WORK INSTRUCTIONS:
Look through the entries and count each line that includes the string "fallback". Reply with the number alone.

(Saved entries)
——
// ABOUTME: LLM backend collaborator trait and chat wire message type.
// ABOUTME: Chat completion, free-form generation, and embeddings.

use crate::error::Result;
use crate::message::{ConversationMessage, Role};
use async_trait::async_trait;
use serde::{Deserialize, Serialize};

#[derive(Debug, Clone, Copy, PartialEq, Eq, Serialize, Deserialize)]
#[serde(rename_all = "lowercase")]
pub enum ChatRole {
    System,
    User,
    Assistant,
}

impl From<Role> for ChatRole {
    fn from(role: Role) -> Self {
        match role {
            Role::User => ChatRole::User,
            Role::Assistant => ChatRole::Assistant,
        }
    }
}

/// One role/content pair submitted to a chat completion.
#[derive(Debug, Clone, PartialEq, Eq, Serialize, Deserialize)]
pub struct ChatMessage {
    pub role: ChatRole,
    pub content: String,
}

impl ChatMessage {
    pub fn system(content: impl Into<String>) -> Self {
        Self {
            role: ChatRole::System,
            content: content.into(),
        }
    }
}

impl From<&ConversationMessage> for ChatMessage {
    fn from(msg: &ConversationMessage) -> Self {
        Self {
            role: msg.role.into(),
            content: msg.content.clone(),
        }
    }
}

/// Language-model backend.
///
/// `chat` and `generate` succeed only when the backend signals a finished
/// completion; a partial response is [`BrainError::IncompleteCompletion`](crate::BrainError::IncompleteCompletion).
#[async_trait]
pub trait LlmBackend: Send + Sync {
    async fn chat(&self, messages: &[ChatMessage]) -> Result<String>;

    async fn generate(&self, prompt: &str) -> Result<String>;

    async fn embed(&self, text: &str) -> Result<Vec<f32>>;
}
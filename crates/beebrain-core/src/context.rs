// ABOUTME: Conversation context builder for thread and channel-history windows.
// ABOUTME: Fetches platform history and maps it into chronological ConversationWindows.

use crate::error::Result;
use crate::message::{ConversationMessage, ConversationWindow};
use crate::platform::ChatPlatform;
use chrono::{DateTime, Duration, Utc};
use std::collections::HashMap;
use std::sync::Arc;
use tracing::{debug, warn};

/// How far back channel-fallback context reaches.
pub const CHANNEL_HORIZON_SECS: i64 = 60 * 60;

/// Maximum messages fetched for channel-fallback context.
pub const CHANNEL_HISTORY_LIMIT: u16 = 100;

/// Builds the conversation window that precedes a new message.
#[derive(Clone)]
pub struct ContextBuilder {
    platform: Arc<dyn ChatPlatform>,
}

impl ContextBuilder {
    pub fn new(platform: Arc<dyn ChatPlatform>) -> Self {
        Self { platform }
    }

    /// Build a window for `channel_id`.
    ///
    /// With a thread anchor the whole thread is returned in platform order,
    /// anchor message included. Without one, the last hour of top-level
    /// channel messages is returned oldest first.
    pub async fn build(
        &self,
        channel_id: &str,
        thread_anchor: Option<&str>,
    ) -> Result<ConversationWindow> {
        self.build_at(channel_id, thread_anchor, Utc::now()).await
    }

    /// Like [`build`](Self::build), measuring the channel horizon from `now`.
    pub async fn build_at(
        &self,
        channel_id: &str,
        thread_anchor: Option<&str>,
        now: DateTime<Utc>,
    ) -> Result<ConversationWindow> {
        match thread_anchor.filter(|ts| !ts.is_empty()) {
            Some(thread_ts) => self.thread_window(channel_id, thread_ts).await,
            None => self.channel_window(channel_id, now).await,
        }
    }

    /// Build a window, falling back to an empty one if the platform read
    /// fails. A missing context never blocks a reply.
    pub async fn build_or_empty(
        &self,
        channel_id: &str,
        thread_anchor: Option<&str>,
    ) -> ConversationWindow {
        match self.build(channel_id, thread_anchor).await {
            Ok(window) => window,
            Err(e) => {
                warn!(
                    error = %e,
                    channel_id = %channel_id,
                    thread_ts = ?thread_anchor,
                    "Failed to build context, continuing with empty window"
                );
                ConversationWindow::new()
            }
        }
    }

    async fn thread_window(&self, channel_id: &str, thread_ts: &str) -> Result<ConversationWindow> {
        let replies = self.platform.thread_replies(channel_id, thread_ts).await?;
        let mut messages: Vec<ConversationMessage> =
            replies.iter().map(ConversationMessage::from).collect();
        self.resolve_author_names(&mut messages).await;

        debug!(
            channel_id = %channel_id,
            thread_ts = %thread_ts,
            count = messages.len(),
            "Built thread context"
        );
        Ok(ConversationWindow::from_messages(messages))
    }

    async fn channel_window(
        &self,
        channel_id: &str,
        now: DateTime<Utc>,
    ) -> Result<ConversationWindow> {
        let oldest = oldest_ts(now);
        let history = self
            .platform
            .channel_history(channel_id, &oldest, CHANNEL_HISTORY_LIMIT)
            .await?;

        // Platform delivers newest first.
        let mut messages: Vec<ConversationMessage> = history
            .iter()
            .rev()
            .filter(|msg| !msg.belongs_to_thread())
            .map(ConversationMessage::from)
            .collect();
        self.resolve_author_names(&mut messages).await;

        debug!(
            channel_id = %channel_id,
            oldest = %oldest,
            fetched = history.len(),
            kept = messages.len(),
            "Built channel context"
        );
        Ok(ConversationWindow::from_messages(messages))
    }

    /// Fill in display names the history payload left blank.
    ///
    /// Each distinct author is looked up once per window. A failed lookup
    /// leaves the name empty.
    async fn resolve_author_names(&self, messages: &mut [ConversationMessage]) {
        let mut names: HashMap<String, String> = HashMap::new();

        for author in messages.iter_mut().filter_map(|m| m.author.as_mut()) {
            if author.id.is_empty() || !author.name.is_empty() {
                continue;
            }
            if let Some(name) = names.get(&author.id) {
                author.name = name.clone();
                continue;
            }

            let name = match self.platform.user_name(&author.id).await {
                Ok(name) => name,
                Err(e) => {
                    debug!(error = %e, user_id = %author.id, "Failed to resolve author name");
                    String::new()
                }
            };
            names.insert(author.id.clone(), name.clone());
            author.name = name;
        }
    }
}

/// Platform timestamp one horizon before `now`.
fn oldest_ts(now: DateTime<Utc>) -> String {
    let oldest = now - Duration::seconds(CHANNEL_HORIZON_SECS);
    format!("{}.000000", oldest.timestamp())
}
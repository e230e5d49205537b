// ABOUTME: Slack Events API webhook endpoint built on axum.
// ABOUTME: Verifies requests, decodes deliveries, and hands events to the router.

use axum::{
    body::Bytes,
    extract::State,
    http::{HeaderMap, StatusCode},
    response::{IntoResponse, Response},
    routing::{get, post},
    Json, Router,
};
use beebrain_core::{decode, EventRouter, RouteOutcome};
use hmac::{Hmac, Mac};
use sha2::Sha256;
use std::future::Future;
use std::sync::Arc;
use tokio::net::TcpListener;
use tracing::{debug, warn};

type HmacSha256 = Hmac<Sha256>;

const RETRY_HEADER: &str = "X-Slack-Retry-Num";
const TIMESTAMP_HEADER: &str = "X-Slack-Request-Timestamp";
const SIGNATURE_HEADER: &str = "X-Slack-Signature";

/// Shared state for the webhook handlers.
#[derive(Clone)]
pub struct WebhookState {
    router: Arc<EventRouter>,
    signing_secret: Option<String>,
    verification_token: Option<String>,
}

impl WebhookState {
    pub fn new(
        router: Arc<EventRouter>,
        signing_secret: Option<String>,
        verification_token: Option<String>,
    ) -> Self {
        Self {
            router,
            // Empty values from unset env vars disable the check.
            signing_secret: signing_secret.filter(|s| !s.is_empty()),
            verification_token: verification_token.filter(|t| !t.is_empty()),
        }
    }
}

/// Routes: `POST /` and `POST /events` for deliveries, `GET /health` for probes.
pub fn app(state: WebhookState) -> Router {
    Router::new()
        .route("/", post(handle_events))
        .route("/events", post(handle_events))
        .route("/health", get(health))
        .with_state(state)
}

/// Serve the webhook until `shutdown` resolves.
pub async fn serve<F>(listener: TcpListener, state: WebhookState, shutdown: F) -> std::io::Result<()>
where
    F: Future<Output = ()> + Send + 'static,
{
    axum::serve(listener, app(state))
        .with_graceful_shutdown(shutdown)
        .await
}

async fn health() -> &'static str {
    "ok"
}

async fn handle_events(
    State(state): State<WebhookState>,
    headers: HeaderMap,
    body: Bytes,
) -> Response {
    handle_delivery(&state, &headers, &body).await
}

/// Process one delivery. Everything except a challenge is acknowledged
/// with a bare 200 so the platform never retries on our account.
pub async fn handle_delivery(state: &WebhookState, headers: &HeaderMap, body: &[u8]) -> Response {
    let retry_num = header_str(headers, RETRY_HEADER).filter(|r| !r.is_empty());
    if let Some(retry) = retry_num {
        debug!(retry = %retry, "Retry delivery, acknowledging");
        return StatusCode::OK.into_response();
    }

    if let Some(ref secret) = state.signing_secret {
        let timestamp = header_str(headers, TIMESTAMP_HEADER).unwrap_or("");
        let signature = header_str(headers, SIGNATURE_HEADER).unwrap_or("");
        if !verify_signature(secret, timestamp, signature, body) {
            warn!("Rejected webhook request: invalid Slack signature");
            return StatusCode::OK.into_response();
        }
    }

    let delivery = match decode(body) {
        Ok(delivery) => delivery,
        Err(e) => {
            warn!(error = %e, "Failed to decode webhook body");
            return StatusCode::OK.into_response();
        }
    };

    if let Some(ref expected) = state.verification_token {
        if delivery.token.as_deref() != Some(expected.as_str()) {
            warn!(kind = %delivery.event.kind(), "Rejected webhook request: verification token mismatch");
            return StatusCode::OK.into_response();
        }
    }

    match state.router.route(delivery.event, retry_num).await {
        RouteOutcome::Challenge(challenge) => {
            Json(serde_json::json!({ "challenge": challenge })).into_response()
        }
        outcome => {
            debug!(outcome = ?outcome, "Event handled");
            StatusCode::OK.into_response()
        }
    }
}

/// Signature Slack would send for `body` at `timestamp`: `v0=` + hex HMAC-SHA256.
pub fn compute_signature(secret: &str, timestamp: &str, body: &[u8]) -> Option<String> {
    let mut mac = HmacSha256::new_from_slice(secret.as_bytes()).ok()?;
    mac.update(format!("v0:{}:", timestamp).as_bytes());
    mac.update(body);
    Some(format!("v0={}", hex::encode(mac.finalize().into_bytes())))
}

/// Constant-time check of an `X-Slack-Signature` header value.
pub fn verify_signature(secret: &str, timestamp: &str, signature: &str, body: &[u8]) -> bool {
    let Some(expected) = signature
        .strip_prefix("v0=")
        .and_then(|hex_sig| hex::decode(hex_sig).ok())
    else {
        return false;
    };
    let Ok(mut mac) = HmacSha256::new_from_slice(secret.as_bytes()) else {
        return false;
    };
    mac.update(format!("v0:{}:", timestamp).as_bytes());
    mac.update(body);
    mac.verify_slice(&expected).is_ok()
}

fn header_str<'a>(headers: &'a HeaderMap, name: &str) -> Option<&'a str> {
    headers.get(name).and_then(|v| v.to_str().ok())
}
#[tokio::test]
async fn test_summary_reaction_on_threaded_agent_message_uses_existing_thread() {
    let reacted = HistoryMessage {
        thread_ts: Some("10.0".to_string()),
        ..bot_history("40.0", "threaded answer")
    };
    let platform = Arc::new(FakePlatform {
        fetched: Some(reacted.clone()),
        replies: vec![
            HistoryMessage {
                thread_ts: Some("10.0".to_string()),
                ..history("10.0", "U1", "question")
            },
            reacted,
            HistoryMessage {
                thread_ts: Some("10.0".to_string()),
                ..history("45.0", "U2", "thanks")
            },
        ],
        ..Default::default()
    });
    let llm = Arc::new(FakeLlm::new(LlmBehavior::Reply("summary")));
    let router = router_with(platform.clone(), llm.clone(), chat_config());

    let outcome = router
        .route(InboundEvent::ReactionAdded(reaction("robot_face", BOT)), None)
        .await;

    assert_eq!(
        outcome,
        RouteOutcome::Reaction(ReactionOutcome::Summarized {
            thread_ts: "10.0".to_string(),
            posted: true,
        })
    );
    assert_eq!(*platform.replies_calls.lock().unwrap(), vec!["10.0".to_string()]);
    assert_eq!(platform.posts()[0].thread_ts.as_deref(), Some("10.0"));

    // Parent first, later replies kept, reacted-to reply moved to the end.
    let requests = llm.chat_requests.lock().unwrap();
    let contents: Vec<&str> = requests[0].iter().map(|m| m.content.as_str()).collect();
    assert_eq!(
        contents,
        vec![SUMMARY_INSTRUCTION, "question", "thanks", "threaded answer"]
    );
    assert_eq!(requests[0][3].role, ChatRole::Assistant);
}

#[tokio::test]
async fn test_summary_reaction_falls_back_to_item_ts_when_fetch_fails() {
    let platform = Arc::new(FakePlatform {
        fail_fetch: true,
        ..Default::default()
    });
    let llm = Arc::new(FakeLlm::new(LlmBehavior::Reply("summary")));
    let router = router_with(platform.clone(), llm.clone(), chat_config());

    let outcome = router
        .route(InboundEvent::ReactionAdded(reaction("robot_face", BOT)), None)
        .await;

    assert_eq!(
        outcome,
        RouteOutcome::Reaction(ReactionOutcome::Summarized {
            thread_ts: "40.0".to_string(),
            posted: true,
        })
    );
    assert_eq!(*platform.replies_calls.lock().unwrap(), vec!["40.0".to_string()]);
    assert_eq!(platform.posts()[0].thread_ts.as_deref(), Some("40.0"));

    let requests = llm.chat_requests.lock().unwrap();
    assert_eq!(requests[0].len(), 1);
    assert_eq!(requests[0][0].content, SUMMARY_INSTRUCTION);
}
——
EXERCISE OUTPUT:
2